Kazuo selected the screwdriver attachment on his wrist tool, and went to work on the screws which held the circuit board in place. “Tell me something interesting about Mars,” he said while he worked.
Sal pulled the replacement board out of her pack. “Alright. Did you know that in ancient times, Mars was inhabited by a race of intelligent tiger-lizard men?”
“Is that so?”
“Absolute fact. Although their civilization collapsed, a few of them survived into modern times, and around the turn of the century, they assisted human efforts to explore the red planet by wiping off the rovers’ solar panels at night while the machines were powered down.”
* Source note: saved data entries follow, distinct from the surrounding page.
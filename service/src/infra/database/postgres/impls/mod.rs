//! [`Database`] implementations.

#![allow(
    clippy::items_after_statements,
    reason = "`const SQL` after statements"
)]
#![allow(clippy::too_many_lines, reason = "SQL-related code a bit verbose")]

mod booking;
mod hotel;
mod review;
mod room;
mod user;

use async_trait::async_trait;
use common::operations::{Commit, Transact};
use refinery_core::{
    traits::r#async::{AsyncQuery, AsyncTransaction},
    AsyncMigrate, Migration,
};
use tracerr::Traced;

use crate::infra::{database, postgres, Database};

use super::{NonTx, Postgres, Tx};

impl Database<Transact> for Postgres<NonTx> {
    type Ok = Postgres<Tx>;
    type Err = Traced<database::Error>;

    async fn execute(&self, _: Transact) -> Result<Self::Ok, Self::Err> {
        Ok(Postgres(Tx::from_non_tx(&self.0)))
    }
}

impl Database<Transact> for Postgres<Tx> {
    type Ok = Self;
    type Err = Traced<database::Error>;

    async fn execute(&self, _: Transact) -> Result<Self::Ok, Self::Err> {
        Ok(self.clone())
    }
}

impl Database<Commit> for Postgres<Tx> {
    type Ok = ();
    type Err = Traced<database::Error>;

    async fn execute(&self, _: Commit) -> Result<Self::Ok, Self::Err> {
        self.commit().await.map_err(tracerr::wrap!())
    }
}

#[async_trait]
impl AsyncTransaction for Postgres {
    type Error = Traced<database::Error>;

    async fn execute(
        &mut self,
        queries: &[&str],
    ) -> Result<usize, Self::Error> {
        let mut conn = self
            .0
            .pool()
            .get()
            .await
            .map_err(tracerr::from_and_wrap!(=> postgres::Error))
            .map_err(tracerr::map_from)?;
        AsyncTransaction::execute(&mut **conn, queries)
            .await
            .map_err(tracerr::from_and_wrap!(=> postgres::Error))
            .map_err(tracerr::map_from)
    }
}

#[async_trait]
impl AsyncQuery<Vec<Migration>> for Postgres {
    async fn query(
        &mut self,
        query: &str,
    ) -> Result<Vec<Migration>, <Self as AsyncTransaction>::Error> {
        let mut conn = self
            .0
            .pool()
            .get()
            .await
            .map_err(tracerr::from_and_wrap!(=> postgres::Error))
            .map_err(tracerr::map_from)?;
        AsyncQuery::query(&mut **conn, query)
            .await
            .map_err(tracerr::from_and_wrap!(=> postgres::Error))
            .map_err(tracerr::map_from)
    }
}

impl AsyncMigrate for Postgres {}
“Amazing,” Kazuo said. He handed her the burnt out board, and she gave him the replacement. “Now, what exactly is a tiger-lizard man?”
“They’re basically like normal lizard men, but with jaunty stripes and cheerier attitudes.”
Kazuo gave the replacement board a healthy nudge to make sure it was properly seated, then went about screwing it in. “That makes some crazy sort of sense, I guess. Wait… Last week, didn’t you tell me Mars was originally colonized by little green men with fat heads? There are shenanigans afoot.”